SalesTraq showed 22,970 available listings on the MLS in March, a 13-month supply based on current sales figures. With some 590,000 residential units in Las Vegas Valley, that's less than 5 percent of the inventory, Murphy noted.

Federal regulators are tightening lending requirements for so-called subprime loans and that's going to cool off the rapid increase in housing and land prices in Las Vegas, economist John Restrepo of Restrepo Consulting Group said.

"It's good for buyers," he said. "It's going to improve affordability a little bit. This is a good cycle."

Dennis Smith of Home Builders Research, another Las Vegas-based housing research firm, reported 1,799 new home sales in March, bringing the total for the quarter to 5,204. It's the lowest first three months since 2001, he said.

"The first quarter of 2007 will go into the archives as one that most in the home building industry would like to forget," Smith said. "However, it would be better if many would file it into their memory banks to be able to reflect on how the housing market can fluctuate."

Since the late 1980s, housing sales, prices and permits have risen almost every year in Las Vegas. Starting in 2005 and continuing into this year, the "back side" of the cycle reminded the real estate industry that annual increases are not automatic, Smith said.

"It also reminded everyone that although Las Vegas has some unique traits, it is not impervious to what goes in the region and nation," he said.

Las Vegas' housing market fits in perfectly with the laws of supply and demand, Andrew Pugh of SellFastLV.com said. With the excess supply of homes for sale, the question is how does the market return to equilibrium and how long will it take, he said.

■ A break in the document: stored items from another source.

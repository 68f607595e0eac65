use indicatif::MultiProgress;
use otdr_core::batch::{self, BatchRequest, TableBuild, OUTPUT_FILE_NAME};
use otdr_core::config::AppConfig;
use otdr_core::error::OtdrError;
use otdr_core::model::WavelengthSet;
use otdr_core::progress::ProgressCallback;
use std::path::PathBuf;

use crate::output;
use crate::progress::IndicatifProgress;

pub struct ExtractOptions {
    pub pdfs: Vec<PathBuf>,
    pub wavelengths: WavelengthSet,
    pub out: Option<PathBuf>,
    /// Print the extracted table without filling a template.
    pub preview: bool,
    pub output_format: String,
    pub max_file_size_mb: Option<u64>,
}

pub fn run(
    config: &AppConfig,
    multi: &MultiProgress,
    opts: ExtractOptions,
) -> Result<(), OtdrError> {
    let reports = super::read_reports(&opts.pdfs)?;
    let request = BatchRequest {
        reports,
        wavelengths: opts.wavelengths,
        authorized: true,
        max_file_size: opts.max_file_size_mb.map(megabytes),
    };
    let extractor = config.extractor.build();
    let progress = IndicatifProgress::reports_bar(multi, "Reading reports...");

    let build = if opts.preview {
        let build = batch::extract_table(&request, extractor.as_ref(), &progress)?;
        progress.finish(format!("{} record(s) extracted", build.table.len()));
        build
    } else {
        let templates = config.template_set()?;
        let result = batch::run_batch(&request, &templates, extractor.as_ref(), &progress)?;
        let path = opts.out.unwrap_or_else(|| PathBuf::from(OUTPUT_FILE_NAME));
        std::fs::write(&path, &result.workbook)?;
        eprintln!(
            "Wrote {} record(s) for {} to {}",
            result.table.len(),
            request.wavelengths,
            path.display()
        );
        TableBuild {
            table: result.table,
            skipped_pages: result.skipped_pages,
        }
    };

    match opts.output_format.as_str() {
        "json" => output::json::print(&build)?,
        _ => {
            println!(
                "{}",
                output::table::format_table(&build.table, output::table::PREVIEW_ROWS)
            );
            output::table::print_skipped(&build.skipped_pages);
        }
    }

    Ok(())
}

/// `--max-file-size` in bytes. Absurd values clamp instead of overflowing.
fn megabytes(mb: u64) -> u64 {
    mb.saturating_mul(1024 * 1024)
}

#[cfg(test)]
mod tests {
    use super::*;

    #[test]
    fn test_megabytes() {
        assert_eq!(megabytes(30), 30 * 1024 * 1024);
        assert_eq!(megabytes(u64::MAX), u64::MAX);
    }
}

"Right now, I see little evidence of rising demand or falling supply," he said. "Wages are pretty steady and interest rates don't have much room to fall. Construction has slowed, but there's plenty (of homes) available and few speculators in sight. In other words, unless there is a significant drop in rates, I expect there to be an excess supply until prices drop. Once that happens, we'll start to see an increase in the number of sales. How long this takes is another issue altogether."

Steve Bottfeld of Marketing Solutions said it may be sooner than everyone thinks. He made two predictions at Crystal Ball.

"One, we're at the bottom of the real estate cycle. We go up from here, starting in May," Bottfeld said to a round of applause. "Two, when will prices finally be affected by sales? Let me show you."

He then put up a picture on the video screen of a frozen lake with the word, "Hell," on it.

Kurt Lehman of Realty One Group said he's not so sure about that. He searches the "revisions to price" field in the MLS and sometimes finds 300 price reductions in a 24-hour period.

"I've been showing houses to some buyers in the low-$300,000 range and I'm surprised at how the prices in certain areas are dropping," Lehman said. "And still sales are very slow."